Researchers will use Nuevolution’s screening technology, Chemetics®, to screen libraries each of millions of DNA-tagged compounds to identify those that act on a key protein in the stress response pathway, which has an important role in cancer cell survival and resistance to cancer treatments. This state-of the-art screening technology allows potent drug leads to be identified quickly, accurately and from very large and complex compound mixtures.
The three-way deal between the ICR, Nuevolution and CRT, the commercial arm of Cancer Research UK, builds on an existing collaboration between CRT and Nuevolution, which aims to identify drug leads that block the activity of several challenging cancer targets of therapeutic interest.
Under the new deal, the Cancer Research UK Cancer Therapeutics Unit at the ICR and Nuevolution will collaborate to screen a key target within the stress response pathway. Researchers from the Cancer Research UK Cancer Therapeutics Unit at the ICR will provide detailed insights and scientific expertise on the specific stress pathway target as well as their extensive experience in cancer drug discovery and development. Nuevolution will provide its proprietary Chemetics® technology, screening expertise and medicinal chemistry expertise to optimise drug candidates.
The parties have an option to co-develop promising compounds arising from this collaboration. The agreement is open-ended and allows for the screening of additional targets.
Professor Paul Workman, Deputy Chief Executive of The Institute of Cancer Research, London, and Director of the Cancer Research UK Cancer Therapeutics Unit said: “The stress response pathway plays a key role in allowing cancer cells to survive and to develop drug resistance – so it is increasingly being seen as an exciting source of future drug targets. But for some of these targets it is technically very challenging to identify prototype small molecule drugs.
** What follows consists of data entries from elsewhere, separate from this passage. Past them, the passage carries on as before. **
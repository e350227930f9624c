//! Integration tests for the full model pipeline.
//!
//! Tests: Model → validation → InMemoryDriver → lazy handles
//!
//! Verifies:
//! - save/get round-trips and destroy produces a clean not-found
//! - validation rejects writes before the driver sees them
//! - abandoned collections release their cursors
//! - writes to one identity keep issue order under concurrency

#[cfg(test)]
mod tests {
    use std::sync::Arc;

    use serde::{Deserialize, Serialize};
    use serde_json::json;

    use stratum_core::{Entity, ModelError, Rule, ValidationRegistry, ValueKind};
    use stratum_model::{Direction, HandleStatus, Model, QueryDescriptor};

    use crate::driver::InMemoryDriver;

    #[derive(Debug, Clone, PartialEq, Serialize, Deserialize)]
    struct User {
        id: Option<u64>,
        name: String,
        age: i64,
        #[serde(default)]
        email: Option<String>,
    }

    impl User {
        fn new(name: &str, age: i64) -> Self {
            Self {
                id: None,
                name: name.to_string(),
                age,
                email: None,
            }
        }
    }

    impl Entity for User {
        type Id = u64;
        const COLLECTION: &'static str = "users";

        fn id(&self) -> Option<&u64> {
            self.id.as_ref()
        }

        fn set_id(&mut self, id: u64) {
            self.id = Some(id);
        }

        fn validations(registry: &mut ValidationRegistry) {
            registry
                .register("name", Rule::required())
                .register("name", Rule::kind(ValueKind::String));
        }
    }

    type Users = Model<User, Arc<InMemoryDriver<User>>>;

    fn setup() -> (Users, Arc<InMemoryDriver<User>>) {
        let driver = Arc::new(InMemoryDriver::new());
        (Model::new(driver.clone()), driver)
    }

    async fn seed(users: &Users, rows: &[(&str, i64)]) -> Vec<User> {
        let mut out = Vec::new();
        for (name, age) in rows {
            out.push(users.save(User::new(name, *age)).await.unwrap());
        }
        out
    }

    #[tokio::test]
    async fn save_then_get_round_trips_every_field() {
        let (users, _) = setup();
        let mut ann = User::new("Ann", 30);
        ann.email = Some("ann@example.com".to_string());

        let saved = users.save(ann.clone()).await.unwrap();
        let loaded = users.get(saved.id.unwrap()).fetch().await.unwrap().unwrap();

        assert_eq!(loaded, saved);
        assert_eq!(loaded.email, ann.email);
    }

    #[tokio::test]
    async fn destroy_then_get_is_not_found_not_an_error() {
        let (users, _) = setup();
        let ann = users.save(User::new("Ann", 30)).await.unwrap();

        users.destroy(&ann).await.unwrap();
        let outcome = users.get(ann.id.unwrap()).fetch().await;
        assert!(matches!(outcome, Ok(None)));
    }

    #[tokio::test]
    async fn all_and_unfiltered_filter_agree() {
        let (users, _) = setup();
        seed(&users, &[("Ann", 30), ("Bob", 17), ("Cid", 45)]).await;

        let all = users.all().collect().await.unwrap();
        let filtered = users
            .filter_json(json!({}))
            .unwrap()
            .collect()
            .await
            .unwrap();
        assert_eq!(all, filtered);
        assert_eq!(all.len(), 3);
    }

    #[tokio::test]
    async fn partial_consumption_does_not_leak_cursors() {
        let (users, driver) = setup();
        seed(&users, &[("Ann", 30), ("Bob", 17), ("Cid", 45)]).await;

        {
            let mut handle = users.all();
            assert!(handle.next().await.unwrap().is_some());
            assert_eq!(driver.stats().cursors_open(), 1);
        }
        assert_eq!(driver.stats().cursors_open(), 0);

        let mut handle = users.all();
        handle.next().await.unwrap();
        handle.cancel();
        assert_eq!(handle.status(), HandleStatus::Cancelled);

        users.filter(QueryDescriptor::new()).first().fetch().await.unwrap();

        let stats = driver.stats();
        assert_eq!(stats.cursors_opened, 3);
        assert_eq!(stats.cursors_open(), 0);
    }

    #[tokio::test]
    async fn negative_age_is_rejected_before_persistence() {
        let (mut users, driver) = setup();
        users.validate("age", Rule::min(0.0));

        let err = users.save(User::new("Ann", -1)).await.unwrap_err();
        let ModelError::Validation(errors) = err else {
            panic!("expected a validation error");
        };
        assert_eq!(errors.for_attribute("age").count(), 1);
        assert!(driver.is_empty());
    }

    #[tokio::test]
    async fn get_on_empty_store_is_not_found() {
        let (users, _) = setup();
        assert!(matches!(users.get(42).fetch().await, Ok(None)));
    }

    #[tokio::test]
    async fn fan_out_rules_apply_to_each_attribute() {
        let (mut users, _) = setup();
        users.validate(["name", "email"], Rule::max_length(3));

        let mut u = User::new("Annabel", 30);
        u.email = Some("a@b.example".to_string());
        let err = users.save(u).await.unwrap_err();
        let ModelError::Validation(errors) = err else {
            panic!("expected a validation error");
        };
        let attrs: Vec<_> = errors.failures().iter().map(|f| f.attribute.as_str()).collect();
        assert_eq!(attrs, vec!["name", "email"]);
    }

    #[tokio::test]
    async fn finder_composes_order_and_window() {
        let (users, _) = setup();
        seed(&users, &[("Ann", 30), ("Bob", 17), ("Cid", 45), ("Dee", 22)]).await;

        let names: Vec<_> = users
            .find()
            .filter(QueryDescriptor::new().gte("age", 18))
            .order_by("age", Direction::Desc)
            .offset(1)
            .limit(2)
            .all()
            .collect()
            .await
            .unwrap()
            .into_iter()
            .map(|u| u.name)
            .collect();
        assert_eq!(names, vec!["Ann", "Dee"]);

        let raw = users
            .find()
            .filter(QueryDescriptor::new().eq("name", "Bob"))
            .raw()
            .fetch()
            .await
            .unwrap();
        assert_eq!(raw[0]["age"], json!(17));

        assert_eq!(users.query(1).fetch().await.unwrap()["name"], json!("Ann"));
    }

    #[tokio::test(flavor = "multi_thread", worker_threads = 4)]
    async fn concurrent_updates_to_one_record_apply_in_issue_order() {
        let (users, _) = setup();
        let ann = users.save(User::new("Ann", 0)).await.unwrap();

        let mut tasks = Vec::new();
        for age in 1..=20 {
            let mut next = ann.clone();
            next.age = age;
            tasks.push(tokio::spawn(users.save(next)));
        }
        for t in tasks {
            t.await.unwrap().unwrap();
        }

        let stored = users.get(ann.id.unwrap()).require().await.unwrap();
        assert_eq!(stored.age, 20);
    }

    #[tokio::test(flavor = "multi_thread", worker_threads = 4)]
    async fn callback_writes_to_one_record_apply_in_issue_order() {
        let (users, driver) = setup();

        for _ in 0..25 {
            let ann = users.save(User::new("Ann", 0)).await.unwrap();
            let (tx, mut rx) = tokio::sync::mpsc::unbounded_channel();

            for age in 1..=5 {
                let mut next = ann.clone();
                next.age = age;
                let tx = tx.clone();
                users.save_with(next, move |res| {
                    let _ = tx.send(res);
                });
            }
            drop(tx);
            while let Some(res) = rx.recv().await {
                res.unwrap();
            }

            let stored = users.get(ann.id.unwrap()).require().await.unwrap();
            assert_eq!(stored.age, 5);
        }

        // A trailing destroy issued after the saves runs last.
        let ann = users.save(User::new("Bob", 0)).await.unwrap();
        let mut next = ann.clone();
        next.age = 1;
        let save = users.save_with(next, |res| {
            res.unwrap();
        });
        let destroy = users.destroy_with(ann.clone(), |res| res.unwrap());
        save.await.unwrap();
        destroy.await.unwrap();
        assert!(users.get(ann.id.unwrap()).fetch().await.unwrap().is_none());
        assert_eq!(driver.len(), 25);
    }

    #[tokio::test]
    async fn handle_created_before_write_sees_the_write() {
        let (users, _) = setup();
        let handle = users.filter(QueryDescriptor::new().eq("name", "Ann"));
        users.save(User::new("Ann", 30)).await.unwrap();

        // Lazy: the query runs at consumption time, not at creation time.
        assert_eq!(handle.count().await.unwrap(), 1);
    }
}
The new collaboration between the ICR, Cancer Research Technology and Nuevolution will allow us to screen very rapidly and efficiently for compounds that are able to bind to a key component of the stress response pathway that we have identified as especially important, and could help us to identify new drug candidates far more quickly than would otherwise be the case. By working in partnership we can accelerate the potential for patient benefit.”